Время шло. Как-то вечером ко мне заглянула Марьяна.

– Слушай, Глашка. В доме художника открыта выставка керамики.

– И что?

– Давай сходим!

– С чего это вдруг? – безмерно удивилась я.

– Ну, хочется просто… – каким-то странным тоном сказала она.

– Марьян, колись, в чем дело?

– В том, что художника зовут Мирослав.

– Ну и что? Мирослав не Навуходоносор.

– А вдруг это твой Мирослав?

– Да ну…

– Ну ладно, не вредничай, Глашка! Завтра суббота, сходим на выставку, а потом посидим в кафешке.

– Ладно, сходим, – согласилась я. – Почему бы и нет.

Выставка была небольшая, всего один зал. Художника звали Мирослав Гончар. И мне страшно понравились его работы. Это были в основном сосуды каких-то удивительных форм.

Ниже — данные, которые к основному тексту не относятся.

use folio_extern_contracts::telegram::TelegramApiService;
use folio_extern_impl::telegram::{TelegramApiServiceConfig, TelegramApiServiceImpl};
use folio_models::telegram::{TelegramBotToken, TelegramChatId};
use tokio::net::TcpListener;
use url::Url;

const TOKEN: &str = "test-token";
const CHAT_ID: &str = "1337";

#[tokio::test]
async fn send_message_acknowledged() {
    let sut = make_sut(TOKEN).await;
    let ok = sut.send_message(&chat_id(CHAT_ID), "Hello!").await.unwrap();
    assert!(ok);
}

#[tokio::test]
async fn send_message_rejected_by_api() {
    // HTTP 200 with ok=false must surface as a failed delivery
    let sut = make_sut(TOKEN).await;
    let ok = sut
        .send_message(&chat_id(CHAT_ID), "fail this one")
        .await
        .unwrap();
    assert!(!ok);
}

#[tokio::test]
async fn send_message_unknown_chat() {
    let sut = make_sut(TOKEN).await;
    let ok = sut.send_message(&chat_id("42"), "Hello!").await.unwrap();
    assert!(!ok);
}

#[tokio::test]
async fn send_message_bad_token() {
    let sut = make_sut("wrong-token").await;
    let ok = sut.send_message(&chat_id(CHAT_ID), "Hello!").await.unwrap();
    assert!(!ok);
}

#[tokio::test]
async fn get_me_ok() {
    let sut = make_sut(TOKEN).await;
    sut.get_me().await.unwrap();
}

#[tokio::test]
async fn get_me_bad_token() {
    let sut = make_sut("wrong-token").await;
    sut.get_me().await.unwrap_err();
}

fn chat_id(value: &str) -> TelegramChatId {
    TelegramChatId::try_new(value.to_owned()).unwrap()
}

async fn make_sut(token: &str) -> TelegramApiServiceImpl {
    let router = folio_testing::telegram::router(TOKEN.into(), CHAT_ID.into());
    let listener = TcpListener::bind(("127.0.0.1", 0)).await.unwrap();
    let api_base = format!("http://{}/", listener.local_addr().unwrap())
        .parse::<Url>()
        .unwrap();
    tokio::spawn(async move {
        axum::serve(listener, router).await.unwrap();
    });

    let token = TelegramBotToken::try_new(token.to_owned()).unwrap();
    TelegramApiServiceImpl::new(TelegramApiServiceConfig::new(Some(api_base), token.into()))
}
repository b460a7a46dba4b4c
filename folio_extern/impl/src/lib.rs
pub mod http;
pub mod telegram;
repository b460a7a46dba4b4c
use axum::{
    http::StatusCode,
    response::{IntoResponse, Response},
    Json,
};

use crate::models::ApiError;

pub mod contact;
pub mod health;

pub fn internal_server_error(err: impl Into<anyhow::Error>) -> Response {
    let err = err.into();
    tracing::error!("internal server error: {err:#}");
    error(StatusCode::INTERNAL_SERVER_ERROR, "Internal server error")
}

fn error(code: StatusCode, error: impl Into<String>) -> Response {
    (code, Json(ApiError { error: error.into() })).into_response()
}
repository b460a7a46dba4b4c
//! Answer preflight requests and attach the permissive CORS headers the
//! website expects on every response.

use axum::{
    extract::Request,
    http::{header, HeaderValue, Method, StatusCode},
    middleware::{from_fn, Next},
    response::{IntoResponse, Response},
    Router,
};

pub fn add<S: Clone + Send + Sync + 'static>(router: Router<S>) -> Router<S> {
    router.layer(from_fn(middleware))
}

async fn middleware(request: Request, next: Next) -> Response {
    let mut response = if request.method() == Method::OPTIONS {
        StatusCode::OK.into_response()
    } else {
        next.run(request).await
    };

    let headers = response.headers_mut();
    headers.insert(
        header::ACCESS_CONTROL_ALLOW_CREDENTIALS,
        HeaderValue::from_static("true"),
    );
    headers.insert(
        header::ACCESS_CONTROL_ALLOW_ORIGIN,
        HeaderValue::from_static("*"),
    );
    headers.insert(
        header::ACCESS_CONTROL_ALLOW_METHODS,
        HeaderValue::from_static("GET,OPTIONS,PATCH,DELETE,POST,PUT"),
    );
    headers.insert(
        header::ACCESS_CONTROL_ALLOW_HEADERS,
        HeaderValue::from_static("Content-Type"),
    );
    response
}
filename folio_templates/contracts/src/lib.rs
use serde::Serialize;

#[cfg_attr(feature = "mock", mockall::automock)]
pub trait TemplateService: Send + Sync + 'static {
    /// Render the given template.
    fn render<T: Template + 'static>(&self, template: &T) -> anyhow::Result<String>;
}

#[cfg(feature = "mock")]
impl MockTemplateService {
    pub fn with_render<T: Template + Send + PartialEq + std::fmt::Debug + 'static>(
        mut self,
        template: T,
        result: String,
    ) -> Self {
        self.expect_render()
            .once()
            .with(mockall::predicate::eq(template))
            .return_once(|_| Ok(result));
        self
    }
}

pub trait Template: Serialize {
    const NAME: &'static str;
    const TEMPLATE: &'static str;
}

pub const BASE_TEMPLATE: &str = include_str!("../templates/base.html");

macro_rules! templates {
    ($( $ident:ident ( $path:literal ), )* ) => {
        $(
            impl Template for $ident {
                const NAME: &'static str = stringify!($ident);
                const TEMPLATE: &'static str = include_str!(concat!("../templates/", $path));
            }
        )*

        pub const TEMPLATES: &[(&str, &str)] = &[
            $( ($ident::NAME, $ident::TEMPLATE) ),*
        ];
    };
}

templates! {
    ContactNotificationTemplate("contact_notification.html"),
}

/// Data of the email the site owner receives for each contact form
/// submission. All fields are raw user input; the template is responsible
/// for escaping.
#[derive(Debug, Clone, PartialEq, Eq, Serialize)]
pub struct ContactNotificationTemplate {
    pub name: String,
    pub email: String,
    pub message: String,
}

Но особенно меня пленили стоявшие на отдельном стенде четыре подобия амфор с фигурами танцовщиц, белыми, красными, желтыми и голубыми. Танцовщицы казались воздушными, чуть ли не прозрачными, и они словно летели…

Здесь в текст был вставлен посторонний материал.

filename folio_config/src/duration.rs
use std::ops::Deref;

use serde::Deserialize;

/// Duration deserialized from a human readable string like `"30s"` or
/// `"1h 30m"`.
#[derive(Debug, Clone, Copy, PartialEq, Eq)]
pub struct Duration(pub std::time::Duration);

impl From<Duration> for std::time::Duration {
    fn from(value: Duration) -> Self {
        value.0
    }
}

impl Deref for Duration {
    type Target = std::time::Duration;

    fn deref(&self) -> &Self::Target {
        &self.0
    }
}

impl<'de> Deserialize<'de> for Duration {
    fn deserialize<D>(deserializer: D) -> Result<Self, D::Error>
    where
        D: serde::Deserializer<'de>,
    {
        let s = String::deserialize(deserializer)?;
        s.split_whitespace()
            .map(parse_component)
            .try_fold(std::time::Duration::default(), |acc, seconds| {
                seconds.map(|seconds| acc + std::time::Duration::from_secs(seconds))
            })
            .map(Self)
            .ok_or_else(|| serde::de::Error::custom("Invalid duration"))
    }
}

fn parse_component(component: &str) -> Option<u64> {
    let (digits, unit) = match component.as_bytes().last()? {
        b's' => (&component[..component.len() - 1], 1),
        b'm' => (&component[..component.len() - 1], 60),
        b'h' => (&component[..component.len() - 1], 60 * 60),
        b'd' => (&component[..component.len() - 1], 24 * 60 * 60),
        // bare numbers count as seconds
        b'0'..=b'9' => (component, 1),
        _ => return None,
    };
    digits.parse::<u64>().ok().map(|value| value * unit)
}
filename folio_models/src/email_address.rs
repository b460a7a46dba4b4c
use std::str::FromStr;

use serde::{Deserialize, Serialize};

/// A mailbox with an optional display name, e.g. `Jane Doe <jane@example.com>`.
#[derive(Debug, Clone, PartialEq, Eq, Serialize, Deserialize)]
pub struct EmailAddressWithName(pub lettre::message::Mailbox);

impl EmailAddressWithName {
    pub fn address(&self) -> &str {
        self.0.email.as_ref()
    }
}

impl FromStr for EmailAddressWithName {
    type Err = <lettre::message::Mailbox as FromStr>::Err;

    fn from_str(s: &str) -> Result<Self, Self::Err> {
        s.parse().map(Self)
    }
}

impl std::fmt::Display for EmailAddressWithName {
    fn fmt(&self, f: &mut std::fmt::Formatter<'_>) -> std::fmt::Result {
        self.0.fmt(f)
    }
}
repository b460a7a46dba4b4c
use anyhow::Context;
use folio_config::EmailConfig;
use folio_email_impl::EmailServiceImpl;

/// Set up the SMTP transport
pub fn connect(config: &EmailConfig) -> anyhow::Result<EmailServiceImpl> {
    EmailServiceImpl::new(&config.smtp_url, config.from.clone())
        .context("Failed to set up the smtp transport")
}
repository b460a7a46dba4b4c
use anyhow::Context;
use clap::{CommandFactory, Parser, Subcommand};
use clap_complete::Shell;
use folio::commands::{contact::ContactCommand, serve::serve};
use tracing_subscriber::{layer::SubscriberExt, util::SubscriberInitExt, EnvFilter, Layer};

#[tokio::main]
async fn main() -> anyhow::Result<()> {
    let cli = Cli::parse();

    if let Command::Completion { shell } = cli.command {
        clap_complete::generate(
            shell,
            &mut Cli::command(),
            env!("CARGO_BIN_NAME"),
            &mut std::io::stdout(),
        );
        return Ok(());
    }

    init_tracing();

    let config = folio_config::load().context("Failed to load config")?;

    match cli.command {
        Command::Serve => serve(config).await?,
        Command::Contact { command } => command.invoke(config).await?,
        Command::CheckConfig { verbose } => {
            verbose.then(|| println!("{config:#?}"));
        }
        Command::Completion { .. } => unreachable!(),
    }

    Ok(())
}

#[derive(Debug, Parser)]
#[command(version)]
struct Cli {
    #[command(subcommand)]
    command: Command,
}

#[derive(Debug, Subcommand)]
enum Command {
    /// Start the REST API server of the contact relay
    #[command(aliases(["run", "start", "r", "s"]))]
    Serve,
    /// Test contact submission delivery
    #[command(aliases(["c"]))]
    Contact {
        #[command(subcommand)]
        command: ContactCommand,
    },
    /// Validate configuration
    CheckConfig {
        /// Print a debug representation of the config
        #[arg(short, long)]
        verbose: bool,
    },
    /// Generate shell completions
    Completion {
        /// The shell to generate completions for
        #[clap(value_enum)]
        shell: Shell,
    },
}

fn init_tracing() {
    let fmt_layer = tracing_subscriber::fmt::layer().with_writer(std::io::stderr);

    tracing_subscriber::registry()
        .with(fmt_layer.with_filter(EnvFilter::from_default_env()))
        .init();
}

– Ты чего застыла? Нравится?

– Не то слово!

– А ты глянь, как называется экспонат! «Они раньше исполняли танец маленьких лебедей».

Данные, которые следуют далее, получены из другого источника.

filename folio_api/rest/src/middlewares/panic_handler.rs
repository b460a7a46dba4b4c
use std::panic::AssertUnwindSafe;

use anyhow::anyhow;
use axum::{
    extract::Request,
    middleware::{from_fn, Next},
    response::Response,
    Router,
};
use futures::FutureExt;

use crate::routes::internal_server_error;

pub fn add<S: Clone + Send + Sync + 'static>(router: Router<S>) -> Router<S> {
    router.layer(from_fn(middleware))
}

async fn middleware(request: Request, next: Next) -> Response {
    AssertUnwindSafe(next.run(request))
        .catch_unwind()
        .await
        .unwrap_or_else(|_| internal_server_error(anyhow!("request handler panicked")))
}
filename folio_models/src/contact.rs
use std::sync::LazyLock;

use regex::Regex;
use thiserror::Error;

use crate::macros::nutype_string;

/// Deliberately permissive `local@domain.tld` shape, not RFC 5322.
pub static SUBMISSION_EMAIL_REGEX: LazyLock<Regex> =
    LazyLock::new(|| Regex::new(r"^[^\s@]+@[^\s@]+\.[^\s@]+$").unwrap());

nutype_string!(SubmissionName(validate(not_empty, len_char_max = 100)));
nutype_string!(SubmissionEmail(validate(
    not_empty,
    len_char_max = 100,
    regex = SUBMISSION_EMAIL_REGEX
)));
nutype_string!(SubmissionMessage(validate(not_empty, len_char_max = 5000)));

/// A validated contact form submission. Constructing one is the only way to
/// get past the request validator, so downstream code never sees unchecked
/// input.
#[derive(Debug, Clone, PartialEq, Eq)]
pub struct ContactSubmission {
    pub name: SubmissionName,
    pub email: SubmissionEmail,
    pub message: SubmissionMessage,
}

impl ContactSubmission {
    /// Validate a raw submission.
    ///
    /// The reported rejection follows a fixed precedence: presence of all
    /// fields, then length bounds, then address shape. Resubmitting the same
    /// payload therefore always yields the same rejection.
    pub fn try_new(
        name: String,
        email: String,
        message: String,
    ) -> Result<Self, ContactSubmissionRejection> {
        let name = SubmissionName::try_new(name);
        let email = SubmissionEmail::try_new(email);
        let message = SubmissionMessage::try_new(message);

        match (name, email, message) {
            (Ok(name), Ok(email), Ok(message)) => Ok(Self {
                name,
                email,
                message,
            }),
            (name, email, message) => {
                // At least one conversion failed in this arm, so `min` always
                // finds a rejection.
                let rejection = name
                    .map_err(ContactSubmissionRejection::from)
                    .err()
                    .into_iter()
                    .chain(email.map_err(ContactSubmissionRejection::from).err())
                    .chain(message.map_err(ContactSubmissionRejection::from).err())
                    .min()
                    .unwrap_or(ContactSubmissionRejection::MissingFields);
                Err(rejection)
            }
        }
    }
}

/// Why a submission was rejected. The `Display` strings are the exact error
/// messages returned to the client.
#[derive(Debug, Clone, Copy, PartialEq, Eq, PartialOrd, Ord, Error)]
pub enum ContactSubmissionRejection {
    #[error("Missing required fields")]
    MissingFields,
    #[error("Input too long")]
    TooLong,
    #[error("Invalid email format")]
    InvalidEmail,
}

impl From<SubmissionNameError> for ContactSubmissionRejection {
    fn from(err: SubmissionNameError) -> Self {
        match err {
            SubmissionNameError::NotEmptyViolated => Self::MissingFields,
            SubmissionNameError::LenCharMaxViolated => Self::TooLong,
        }
    }
}

impl From<SubmissionEmailError> for ContactSubmissionRejection {
    fn from(err: SubmissionEmailError) -> Self {
        match err {
            SubmissionEmailError::NotEmptyViolated => Self::MissingFields,
            SubmissionEmailError::LenCharMaxViolated => Self::TooLong,
            SubmissionEmailError::RegexViolated => Self::InvalidEmail,
        }
    }
}

impl From<SubmissionMessageError> for ContactSubmissionRejection {
    fn from(err: SubmissionMessageError) -> Self {
        match err {
            SubmissionMessageError::NotEmptyViolated => Self::MissingFields,
            SubmissionMessageError::LenCharMaxViolated => Self::TooLong,
        }
    }
}

/// One independent notification path a submission can be delivered through.
#[derive(Debug, Clone, Copy, PartialEq, Eq)]
pub enum NotificationChannel {
    Telegram,
    Email,
}

impl std::fmt::Display for NotificationChannel {
    fn fmt(&self, f: &mut std::fmt::Formatter<'_>) -> std::fmt::Result {
        f.write_str(match self {
            Self::Telegram => "telegram",
            Self::Email => "email",
        })
    }
}

/// Per-channel delivery verdict, only alive for the duration of one request.
#[derive(Debug, Clone, Copy, PartialEq, Eq)]
pub struct ChannelResult {
    pub channel: NotificationChannel,
    pub success: bool,
}
use std::future::Future;

use folio_models::telegram::TelegramChatId;

#[cfg_attr(feature = "mock", mockall::automock)]
pub trait TelegramApiService: Send + Sync + 'static {
    /// Deliver a text message to the given chat.
    ///
    /// Returns the `ok` acknowledgement flag of the Bot API response. The API
    /// can answer HTTP 200 with `ok: false`, so the flag is the only
    /// authoritative delivery signal.
    fn send_message(
        &self,
        chat_id: &TelegramChatId,
        text: &str,
    ) -> impl Future<Output = anyhow::Result<bool>> + Send;

    /// Verify that the configured bot token is accepted by the API.
    fn get_me(&self) -> impl Future<Output = anyhow::Result<()>> + Send;
}

#[cfg(feature = "mock")]
impl MockTelegramApiService {
    pub fn with_send_message(mut self, chat_id: TelegramChatId, text: String, ok: bool) -> Self {
        self.expect_send_message()
            .once()
            .with(mockall::predicate::eq(chat_id), mockall::predicate::eq(text))
            .return_once(move |_, _| Box::pin(std::future::ready(Ok(ok))));
        self
    }

    pub fn with_get_me(mut self, ok: bool) -> Self {
        self.expect_get_me().once().return_once(move || {
            Box::pin(std::future::ready(
                ok.then_some(())
                    .ok_or_else(|| anyhow::anyhow!("bot token rejected")),
            ))
        });
        self
    }

    pub fn with_send_message_error(mut self, chat_id: TelegramChatId, text: String) -> Self {
        self.expect_send_message()
            .once()
            .with(mockall::predicate::eq(chat_id), mockall::predicate::eq(text))
            .return_once(|_, _| {
                Box::pin(std::future::ready(Err(anyhow::anyhow!(
                    "bot api unreachable"
                ))))
            });
        self
    }
}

– Слушай, как здорово! Маленькие лебеди выросли и стали такими дивными балеринами… Хотя нет, они просто стали солистками балета… Как хорошо, с одной стороны, все понятно, а с другой – какой простор для воображения! Каждой можно придумать судьбу… Вот эту, красную, ее сжигают страсти… Видишь, какие руки… Ох, Марьянка, будь у меня большой дом, я бы ничего не пожалела и купила эти вазы… И любовалась бы ими…

– Воображаю, сколько они стоят!

– Ну, в моей двушке им по-любому было бы тесно…

Там были и еще интересные вещи, но я невольно возвращалась взглядом к танцовщицам.

– Интересно, а автор здесь? – спросила Марьяна.

– Зачем он тебе?

– Посмотреть охота!

Она подошла к пожилой смотрительнице.

– Простите, пожалуйста, а господин Гончар сегодня здесь?

– Нет, он только завтра будет. А вы хотели бы что-то купить?

– Ну, в принципе… Да!

– А что именно? Я отмечу, а вы завтра приходите.

– Вообще мне жутко понравились вон те четыре вазы. Они все скопом продаются или можно купить одну?

– Они уже проданы.

– Да? А там не написано…

– Написано, вы просто не заметили…

– Да? Может быть. Так залюбовались…

– Ладно, Марьяш, пойдем, – позвала я ее.

Мы вышли на улицу.

– Вот интересно, – начала Марьяна, – это псевдоним «Гончар»? Ваша фамилия? Гончар! А ваша профессия? Гончар!

– Ну, Гончар достаточно распространенная фамилия… А человек явно очень талантливый.

– Жалко, не удалось на него посмотреть.

– Да ну, ерунда это… Пошли кофе пить!

А в воскресенье вечером мы с Андреем Олеговичем улетели в Будапешт. И пробыли там два дня.

Едва я вошла в квартиру, как в дверь позвонили. Я открыла. На пороге стояла Марьяшка с весьма загадочным выражением лица.

– Ну, как съездила?

– Нормально. Очень красивый город. Но мне там почему-то было неуютно.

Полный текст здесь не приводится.